/---

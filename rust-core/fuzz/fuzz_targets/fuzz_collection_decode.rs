// SPDX-License-Identifier: PMPL-1.0-or-later
//
// Fuzz target for the persisted collection decoder.
// Run with: cargo +nightly fuzz run fuzz_collection_decode
//
// Feeds arbitrary bytes to the decoder in both the plain and the packed
// format. Corrupt blobs must be rejected with an error, and anything that
// decodes must encode and decode again with the same keys.

#![no_main]

use std::sync::Arc;

use libfuzzer_sys::fuzz_target;
use lexis_engine::{Base64Compressor, PersistenceEngine, SyncOperation};
use lexis_storage::InMemoryBackend;

fuzz_target!(|data: &[u8]| {
    if data.len() > 8192 {
        return;
    }

    let engine = PersistenceEngine::new(
        Arc::new(InMemoryBackend::new()),
        "fuzz",
        Arc::new(Base64Compressor),
    );

    for compressed in [false, true] {
        if let Ok(entries) = engine.decode(data, compressed) {
            let encoded = engine.encode(&entries, compressed).expect("decoded entries re-encode");
            let again = engine.decode(&encoded, compressed).expect("re-encoded entries decode");
            assert_eq!(entries.len(), again.len());
        }
    }

    // The persisted sync queue is parsed from the same untrusted storage.
    let _ = serde_json::from_slice::<Vec<SyncOperation>>(data);
});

\---

**DESCRIPTION OF THE TASK:**
Restate verbatim the first line above and all lines after it through the line containing "use libfuzzer_sys::fuzz_target;"; omit the rest.

**RESPONSE FOR THIS EXERCISE:**
filename rust-core/fuzz/fuzz_targets/fuzz_collection_decode.rs
// SPDX-License-Identifier: PMPL-1.0-or-later
//
// Fuzz target for the persisted collection decoder.
// Run with: cargo +nightly fuzz run fuzz_collection_decode
//
// Feeds arbitrary bytes to the decoder in both the plain and the packed
// format. Corrupt blobs must be rejected with an error, and anything that
// decodes must encode and decode again with the same keys.

#![no_main]

use std::sync::Arc;

use libfuzzer_sys::fuzz_target;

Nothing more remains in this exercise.